- ACTIVITY: Say how many lines in the listing below contain the word "Display". Give the number alone.
----------------
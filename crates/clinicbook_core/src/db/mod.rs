//! SQLite bootstrap for the registry snapshot store.
//!
//! # Responsibility
//! - Open and configure SQLite connections.
//! - Apply schema migrations before a connection is handed out.
//!
//! # Invariants
//! - Schema version is tracked via `PRAGMA user_version`.
//! - No registry data is read or written before migrations succeed.

use std::error::Error;
use std::fmt::{Display, Formatter};

pub mod migrations;
mod open;

pub use open::{open_db, open_db_in_memory};

pub type DbResult<T> = Result<T, DbError>;

#[derive(Debug)]
pub enum DbError {
    Sqlite(rusqlite::Error),
    UnsupportedSchemaVersion {
        db_version: u32,
        latest_supported: u32,
    },
}

impl Display for DbError {
    fn fmt(&self, f: &mut Formatter<'_>) -> std::fmt::Result {
        match self {
            Self::Sqlite(err) => write!(f, "{err}"),
            Self::UnsupportedSchemaVersion {
                db_version,
                latest_supported,
            } => write!(
                f,
                "registry schema version {db_version} is newer than supported {latest_supported}"
            ),
        }
    }
}

impl Error for DbError {
    fn source(&self) -> Option<&(dyn Error + 'static)> {
        match self {
            Self::Sqlite(err) => Some(err),
            Self::UnsupportedSchemaVersion { .. } => None,
        }
    }
}

impl From<rusqlite::Error> for DbError {
    fn from(value: rusqlite::Error) -> Self {
        Self::Sqlite(value)
    }
}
----------------
- ANSWER AREA: 2